After a two-stage competition and dialogue process, Henning Larsen has been named the designer of the new campus building for Management Center Innsbruck (MCI). The new 35,000 square meter building located on the edge of the Innsbruck city center will be Henning Larsen’s first project in Austria.

The jury, in their unanimous selection of the project, gave particular attention to the “ideal urban development of the new campus as a lighthouse project between the historic Hofgarten, the University of Social Sciences and the new security center.” The new structure, located next to the SoWi University and the Innsbrucker Hofgarten, will craft a unified campus for MCI for the first time in the school’s history.

Bordered by the city to the south and east and by the historical Hofgarten to the north and west (and the Alps all around), the building is designed to have no back or front. Multi-story entries are carved into each façade to break the scale of the building in relation to its surroundings. These pockets are, in turn, planted with gardens to match the identity of their neighbour (e.g., the mountain-facing north entry is lush with alpine flowers; the southern city facing entry is an urban terrace.)

Classrooms and lecture halls populate the outer edge of the ground level, framing a fluid interior space with a large community stair in the centre that not only links the three levels of “learning” spaces, but also serves as a community space itself. These learning floors are designed to be open and flexible, with nearly as much ‘unprogrammed’ space for students to study, socialise, and rest as there is actual classroom space.

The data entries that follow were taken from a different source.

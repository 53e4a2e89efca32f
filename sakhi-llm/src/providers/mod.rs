//! LLM provider implementations
//!
//! Concrete implementations of the GenerationProvider and EmbeddingProvider
//! traits for hosted services.

pub mod groq;
pub mod openai;

pub use groq::{GroqClient, GroqGenerationProvider};
pub use openai::OpenAIEmbeddingProvider;

use sakhi_core::{LlmError, SakhiError};

/// Build a request-failed error for a provider.
pub(crate) fn request_failed(provider: &str, status: i32, message: impl Into<String>) -> SakhiError {
    SakhiError::Llm(LlmError::RequestFailed {
        provider: provider.to_string(),
        status,
        message: message.into(),
    })
}

/// Build a rate-limited error for a provider.
pub(crate) fn rate_limited(provider: &str, retry_after_ms: i64) -> SakhiError {
    SakhiError::Llm(LlmError::RateLimited {
        provider: provider.to_string(),
        retry_after_ms,
    })
}

/// Build an invalid-response error for a provider.
pub(crate) fn invalid_response(provider: &str, reason: impl Into<String>) -> SakhiError {
    SakhiError::Llm(LlmError::InvalidResponse {
        provider: provider.to_string(),
        reason: reason.into(),
    })
}
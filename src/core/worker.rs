//! # Worker: pulls tasks from the queue and runs them with retries.
//!
//! Each worker loops over the shared [`TaskQueue`](super::queue::TaskQueue) until
//! the run token is cancelled or the queue is closed and empty.
//!
//! ## Event flow
//! For each attempt of a dequeued task:
//! ```text
//! TaskStarting → [task execution] → TaskStopped  (success, done)
//!                                 → TaskFailed   (error)
//!                                 → TaskPanicked (panic, never retried)
//!
//! If a retry is scheduled:
//!   → BackoffScheduled → [sleep] → next attempt
//!
//! If the last error stands:
//!   → RetriesExhausted (error recorded in the collector)
//! ```
//!
//! ## Rules
//! - Attempts of one task run **sequentially** on the same worker.
//! - At most `retry + 1` attempts; only [`TaskError::is_retryable`] errors are retried.
//! - No pause after the final attempt; the pause is cancellable by the run token.
//! - The task is dropped before its ticket, so the outstanding count drops last.

use std::sync::Arc;

use tokio::time;
use tokio_util::sync::CancellationToken;

use crate::{
    error::{PoolError, TaskError},
    events::{Event, EventKind},
    tasks::Task,
};

use super::{
    pool::{Job, Shared},
    runner::run_once,
};

/// One member of the pool's worker group.
pub(crate) struct Worker {
    id: usize,
    shared: Arc<Shared>,
}

impl Worker {
    pub(crate) fn new(id: usize, shared: Arc<Shared>) -> Self {
        Self { id, shared }
    }

    /// Runs the worker until the run token is cancelled or the queue is
    /// closed and drained.
    pub(crate) async fn run(self, ctx: CancellationToken) {
        let bus = &self.shared.bus;
        bus.publish(Event::new(EventKind::WorkerStarted).with_worker(self.id));
        tracing::trace!(worker = self.id, "worker started");

        loop {
            let job = tokio::select! {
                biased;
                _ = ctx.cancelled() => break,
                job = self.shared.queue.pop() => job,
            };
            let Some(Job { task, ticket }) = job else {
                break;
            };

            let outcome = self.execute(task.as_ref(), &ctx).await;
            self.shared.errors.record(outcome);
            drop(task);
            drop(ticket);
        }

        bus.publish(Event::new(EventKind::WorkerStopped).with_worker(self.id));
        tracing::trace!(worker = self.id, cancelled = ctx.is_cancelled(), "worker stopped");
        self.shared.worker_exited();
    }

    /// Runs every attempt of one task; returns its final error, if any.
    async fn execute(&self, task: &dyn Task, ctx: &CancellationToken) -> Result<(), PoolError> {
        let cfg = &self.shared.cfg;
        let bus = &self.shared.bus;
        let max_attempts = cfg.max_attempts();
        let mut attempt: u32 = 0;

        let err = loop {
            attempt += 1;
            bus.publish(
                Event::new(EventKind::TaskStarting)
                    .with_task(task.name())
                    .with_attempt(attempt)
                    .with_worker(self.id),
            );

            let err = match run_once(task, ctx, attempt, self.id, bus).await {
                Ok(()) => return Ok(()),
                Err(e) => e,
            };
            if attempt >= max_attempts || !err.is_retryable() || ctx.is_cancelled() {
                break err;
            }

            let Some(delay) = cfg.retry_delay(attempt - 1) else {
                continue;
            };
            bus.publish(
                Event::new(EventKind::BackoffScheduled)
                    .with_task(task.name())
                    .with_attempt(attempt)
                    .with_delay(delay)
                    .with_error(err.to_string()),
            );

            let sleep = time::sleep(delay);
            tokio::pin!(sleep);
            tokio::select! {
                _ = &mut sleep => {}
                _ = ctx.cancelled() => break err,
            }
        };

        Err(self.exhausted(task, attempt, err))
    }

    fn exhausted(&self, task: &dyn Task, attempts: u32, source: TaskError) -> PoolError {
        tracing::debug!(
            task = task.name(),
            attempts,
            error = %source,
            worker = self.id,
            "task failed"
        );
        self.shared.bus.publish(
            Event::new(EventKind::RetriesExhausted)
                .with_task(task.name())
                .with_attempt(attempts)
                .with_error(source.to_string()),
        );
        PoolError::Task {
            task: task.name().to_string(),
            attempts,
            source,
        }
    }
}
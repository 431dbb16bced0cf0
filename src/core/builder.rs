use std::sync::Arc;
use std::time::Duration;

use crate::{
    core::Config,
    error::PoolError,
    policies::{BackoffPolicy, QueueFullPolicy},
    subscribers::Subscribe,
};

use super::pool::Pool;

/// Builder for constructing a [`Pool`] with optional features.
pub struct PoolBuilder {
    workers: usize,
    cfg: Config,
    subscribers: Vec<Arc<dyn Subscribe>>,
}

impl PoolBuilder {
    /// Creates a builder for a pool of `workers` workers with the default config.
    pub fn new(workers: usize) -> Self {
        Self {
            workers,
            cfg: Config::default(),
            subscribers: Vec::new(),
        }
    }

    /// Replaces the whole configuration.
    pub fn with_config(mut self, cfg: Config) -> Self {
        self.cfg = cfg;
        self
    }

    /// Sets the number of retries after a failed attempt.
    pub fn with_retry(mut self, retry: u32) -> Self {
        self.cfg = self.cfg.with_retry(retry);
        self
    }

    /// Sets a constant pause between attempts.
    pub fn with_retry_delay(mut self, delay: Duration) -> Self {
        self.cfg = self.cfg.with_retry_delay(delay);
        self
    }

    /// Sets the backoff policy between attempts.
    pub fn with_backoff(mut self, backoff: BackoffPolicy) -> Self {
        self.cfg = self.cfg.with_backoff(backoff);
        self
    }

    /// Sets the queue buffer size (`0` = synchronous hand-off).
    pub fn with_queue_capacity(mut self, capacity: usize) -> Self {
        self.cfg = self.cfg.with_queue_capacity(capacity);
        self
    }

    /// Sets the queue-full policy.
    pub fn with_queue_full(mut self, policy: QueueFullPolicy) -> Self {
        self.cfg = self.cfg.with_queue_full(policy);
        self
    }

    /// Sets event subscribers for observability.
    ///
    /// Subscribers receive pool events (task attempts, failures, lifecycle)
    /// through dedicated workers with bounded queues, started by [`Pool::run`].
    pub fn with_subscribers(mut self, subscribers: Vec<Arc<dyn Subscribe>>) -> Self {
        self.subscribers = subscribers;
        self
    }

    /// Builds the pool.
    ///
    /// Returns [`PoolError::InvalidWorkers`] if the worker count is zero.
    pub fn build(self) -> Result<Pool, PoolError> {
        if self.workers == 0 {
            return Err(PoolError::InvalidWorkers);
        }
        Ok(Pool::new_internal(self.workers, self.cfg, self.subscribers))
    }
}

#[cfg(test)]
mod tests {
    use super::*;

    #[test]
    fn builder_applies_config() {
        let pool = PoolBuilder::new(3)
            .with_retry(2)
            .with_queue_capacity(4)
            .with_queue_full(QueueFullPolicy::Discard)
            .build()
            .unwrap();

        assert_eq!(pool.workers(), 3);
        assert_eq!(pool.config().max_attempts(), 3);
        assert_eq!(pool.config().queue_full, QueueFullPolicy::Discard);
    }

    #[test]
    fn zero_workers_fail_to_build() {
        assert!(matches!(
            PoolBuilder::new(0).build(),
            Err(PoolError::InvalidWorkers)
        ));
    }
}
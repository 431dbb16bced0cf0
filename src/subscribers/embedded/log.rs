//! # LogWriter: tracing-backed event renderer
//!
//! A minimal subscriber that forwards every [`Event`] to `tracing`, at `debug`
//! for routine attempt flow and at `warn`/`error` for failures. The embedding
//! application decides where those records go by installing a `tracing`
//! subscriber.
//!
//! ## Example output (with `tracing_subscriber::fmt`)
//! ```text
//! DEBUG taskpool: starting task="fetch" attempt=1 worker=0
//!  WARN taskpool: attempt failed task="fetch" attempt=1 error="connection reset"
//! DEBUG taskpool: backoff scheduled task="fetch" delay_ms=100 after_attempt=1
//!  INFO taskpool: queue closed
//! ```

use async_trait::async_trait;

use crate::events::{Event, EventKind};
use crate::subscribers::Subscribe;

/// Event writer subscriber.
#[derive(Default)]
pub struct LogWriter;

impl LogWriter {
    /// Construct a new [`LogWriter`].
    #[must_use]
    pub fn new() -> Self {
        Self
    }
}

#[async_trait]
impl Subscribe for LogWriter {
    async fn on_event(&self, e: &Event) {
        let task = e.task.as_deref().unwrap_or("-");
        let error = e.error.as_deref().unwrap_or("-");
        match e.kind {
            EventKind::TaskStarting => {
                tracing::debug!(target: "taskpool", task, attempt = ?e.attempt, worker = ?e.worker, "starting");
            }
            EventKind::TaskStopped => {
                tracing::debug!(target: "taskpool", task, attempt = ?e.attempt, "stopped");
            }
            EventKind::TaskFailed => {
                tracing::warn!(target: "taskpool", task, attempt = ?e.attempt, error, "attempt failed");
            }
            EventKind::TaskPanicked => {
                tracing::error!(target: "taskpool", task, attempt = ?e.attempt, error, "attempt panicked");
            }
            EventKind::BackoffScheduled => {
                tracing::debug!(target: "taskpool", task, delay_ms = ?e.delay_ms, after_attempt = ?e.attempt, "backoff scheduled");
            }
            EventKind::RetriesExhausted => {
                tracing::warn!(target: "taskpool", task, attempts = ?e.attempt, error, "task failed");
            }
            EventKind::TaskDiscarded => {
                tracing::debug!(target: "taskpool", task, "discarded on full queue");
            }
            EventKind::TaskRejected => {
                tracing::warn!(target: "taskpool", task, error, "rejected on full queue");
            }
            EventKind::TaskDrained => {
                tracing::warn!(target: "taskpool", task, "dropped from queue after cancellation");
            }
            EventKind::WorkerStarted => {
                tracing::trace!(target: "taskpool", worker = ?e.worker, "worker started");
            }
            EventKind::WorkerStopped => {
                tracing::trace!(target: "taskpool", worker = ?e.worker, "worker stopped");
            }
            EventKind::QueueClosed => {
                tracing::info!(target: "taskpool", "queue closed");
            }
            EventKind::PoolStopped => {
                tracing::info!(target: "taskpool", "pool stopped");
            }
            EventKind::SubscriberOverflow | EventKind::SubscriberPanicked => {
                tracing::warn!(target: "taskpool", subscriber = task, error, kind = ?e.kind, "subscriber trouble");
            }
        }
    }

    fn name(&self) -> &'static str {
        "LogWriter"
    }
}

The building’s upper floors are divided in two sections, one containing offices for MCI faculty, administration, and students, the other containing laboratories and research spaces. The design is dense and highly efficient, with four cores that serve not just as vertical circulation, but also as social hubs within the large floorplates. “Natural light can have a massive effect on learning, and so we were especially concerned with how we could bring light deep into the building,” explains Ziegler.

“We designed each façade to have a depth that would allow light to come in without being distractingly direct. Coupled with a classic Henning Larsen skylight in the center of the building, light comes from both the inside-out and the outside-in.” Construction is expected to start in the autumn of 2023; move-in is expected for early 2025. Source and images Courtesy of Henning Larsen.